Depending on the state you’re in, buying and selling guns online may be illegal.

Federal gun rules

In the United States, laws are federal in nature. In other words, there’s a federal national government and then there are the state governments.

In the United States, gun sales are governed on the state level. There are federal rules for gun commerce but they’re fairly high level. When it comes to collecting guns and buying guns on a small-scale basis, you basically have to deal with state law.

This can be quite tricky because depending on the state you’re in, gun sales, regardless of whether they’re for investment purposes or not, can be quite restrictive. As you can well imagine, there is quite a bit of variation as far as state jurisprudence and local statutes are concerned when it comes to buying, possessing and using firearms of any kind.

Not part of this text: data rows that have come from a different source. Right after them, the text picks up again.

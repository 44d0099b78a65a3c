/// Whether a failure may succeed if the caller retries it.
#[derive(Debug, Clone, Copy, PartialEq, Eq)]
pub enum ErrorKind {
    /// A deployment or programming invariant was violated.  Never retried;
    /// the surrounding pipeline fails the flow.
    Fatal,
    /// Infrastructure flakiness.  Retry policy belongs to the caller.
    Transient,
}

/// Shared error type used across all FlowMesh crates.
#[derive(thiserror::Error, Debug)]
pub enum Error {
    #[error("IO: {0}")]
    Io(#[from] std::io::Error),

    #[error("JSON: {0}")]
    Json(#[from] serde_json::Error),

    #[error("config: {0}")]
    Config(String),

    #[error("session {0} does not exist in the checkpoint")]
    SessionMissing(String),

    #[error("protocol: {0}")]
    Protocol(String),

    #[error("flow stack: {0}")]
    FlowStack(String),

    #[error("session {session_id}: illegal status transition {from} -> {to}")]
    IllegalTransition {
        session_id: String,
        from: String,
        to: String,
    },

    #[error("sandbox unavailable: {0}")]
    Sandbox(String),

    #[error("{0}")]
    Other(String),
}

impl Error {
    pub fn kind(&self) -> ErrorKind {
        match self {
            Self::Io(_) | Self::Sandbox(_) => ErrorKind::Transient,
            _ => ErrorKind::Fatal,
        }
    }

    pub fn is_transient(&self) -> bool {
        self.kind() == ErrorKind::Transient
    }
}

pub type Result<T> = std::result::Result<T, Error>;
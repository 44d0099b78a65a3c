use serde::{Deserialize, Serialize};

// ━━━━━━━━━━━━━━━━━━━━━━━━━━━━━━━━━━━━━━━━━━━━━━━━━━━━━━━━━━━━━━━━━━
// Observability configuration
// ━━━━━━━━━━━━━━━━━━━━━━━━━━━━━━━━━━━━━━━━━━━━━━━━━━━━━━━━━━━━━━━━━━

/// Logging configuration for FlowMesh binaries.
///
/// `RUST_LOG` always wins over `default_filter` when set.
#[derive(Debug, Clone, Serialize, Deserialize)]
pub struct ObservabilityConfig {
    #[serde(default)]
    pub log_format: LogFormat,

    /// `EnvFilter` directive used when `RUST_LOG` is unset.
    #[serde(default = "d_default_filter")]
    pub default_filter: String,
}

impl Default for ObservabilityConfig {
    fn default() -> Self {
        Self {
            log_format: LogFormat::default(),
            default_filter: d_default_filter(),
        }
    }
}

#[derive(Debug, Clone, Copy, Default, PartialEq, Eq, Serialize, Deserialize)]
#[serde(rename_all = "lowercase")]
pub enum LogFormat {
    /// Human-readable single-line output on stderr.
    #[default]
    Compact,
    /// One JSON object per line.
    Json,
}

fn d_default_filter() -> String {
    "info".into()
}

// ━━━━━━━━━━━━━━━━━━━━━━━━━━━━━━━━━━━━━━━━━━━━━━━━━━━━━━━━━━━━━━━━━━
// Tests
// ━━━━━━━━━━━━━━━━━━━━━━━━━━━━━━━━━━━━━━━━━━━━━━━━━━━━━━━━━━━━━━━━━━
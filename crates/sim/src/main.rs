use clap::Parser;
use tracing_subscriber::EnvFilter;

use fm_domain::config::{LogFormat, ObservabilityConfig};
use fm_sim::cli::run::RunOptions;
use fm_sim::cli::{Cli, Command, ConfigCommand};

#[tokio::main]
async fn main() -> anyhow::Result<()> {
    let cli = Cli::parse();

    match cli.command {
        Command::Run {
            sessions,
            messages,
            no_require_close,
            defer_init,
            json,
        } => {
            let (config, _) = fm_sim::cli::load_config()?;
            init_tracing(&config.observability);
            let config = fm_sim::cli::with_demo_protocols(config)?;
            let opts = RunOptions {
                sessions,
                messages,
                require_close: config.sessions.default_require_close && !no_require_close,
                send_init_immediately: config.sessions.send_init_immediately && !defer_init,
            };
            let summary = fm_sim::cli::run::run(config, opts).await?;
            if json {
                println!("{}", serde_json::to_string_pretty(&summary)?);
            } else {
                fm_sim::cli::run::print_summary(&summary);
            }
            Ok(())
        }
        Command::Negotiate { protocol, versions } => {
            init_cli_tracing();
            let (config, _) = fm_sim::cli::load_config()?;
            let config = fm_sim::cli::with_demo_protocols(config)?;
            fm_sim::cli::negotiate::run(&config, &protocol, &versions)
        }
        Command::Config(ConfigCommand::Validate) => {
            let (config, config_path) = fm_sim::cli::load_config()?;
            if !fm_sim::cli::config::validate(&config, &config_path) {
                std::process::exit(1);
            }
            Ok(())
        }
        Command::Config(ConfigCommand::Show) => {
            let (config, _) = fm_sim::cli::load_config()?;
            fm_sim::cli::config::show(&config)
        }
    }
}

/// Tracing for `run`, shaped by `[observability]`.  `RUST_LOG` overrides
/// the configured filter.
fn init_tracing(obs: &ObservabilityConfig) {
    let env_filter =
        EnvFilter::try_from_default_env().unwrap_or_else(|_| EnvFilter::new(&obs.default_filter));
    let builder = tracing_subscriber::fmt()
        .with_env_filter(env_filter)
        .with_writer(std::io::stderr);

    match obs.log_format {
        LogFormat::Compact => builder.compact().init(),
        LogFormat::Json => builder.json().init(),
    }
}

/// Compact stderr-only tracing for one-shot commands, `warn` by default.
fn init_cli_tracing() {
    tracing_subscriber::fmt()
        .with_env_filter(
            EnvFilter::try_from_default_env().unwrap_or_else(|_| EnvFilter::new("warn")),
        )
        .with_writer(std::io::stderr)
        .compact()
        .init();
}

There’s a tremendous amount of focus on handguns because of recent school shootings, mass shootings and other tragedies.

Now, some states in the union are quite immune to this. They basically assume a fairly neutral stance. Other states, however, are more reactive and their rules for buying and selling guns can be so restrictive that you really can’t buy collector items.

Some states, on the other hand, have a two-level system. They are very restrictive when it comes to normal weapons for normal use. In other words, for example, if you’re looking to buy an AK-47 using the Internet in your state, you might be out of luck. It may well turn out that the restrictions for buying that kind of assault rifle are so problematic that you would be better off buying from a gun show if that’s allowed in your state.

However, some states, as restrictive as they may be regarding regular weapons are actually quite liberal when it comes to collector weapons. Sounds good so far, right? It might seem that you’ve gone on a break.

Well, here’s the problem. You have to pay attention to how your state defines “collectible” guns. This is an issue because many states put an age limit on the gun. In other words, if the gun is 50 years or older, then it qualifies as a collectible. Any younger than that, then it’s a regular weapon.

This is a serious problem because a lot of collectors run afoul of state law. They think that they are just buying a weapon that’s obviously old. Well, it turns out that due to the age of the specific weapon, they are actually not supposed to buy it online. This can lead to all sorts of fines and possible criminal penalties. Bad news.

Unfortunately, ignorance of the law is never an excuse. So, just because you’re clueless regarding the specific definition of collectible guns in your specific jurisdiction doesn’t mean that the judge will let you off. After all, ignorance of the law excuses no one.

So, make sure you’re up on your local statutes and if you are in doubt, buy only the oldest-looking gun you can find. In other words, a person doesn’t have to be some sort of rocket scientist to figure out that the gun is obviously old. So, look for antiques but other than that, you might be skating on thin slice. You might end up in legal hot water if you’re too eager to beef up your collection.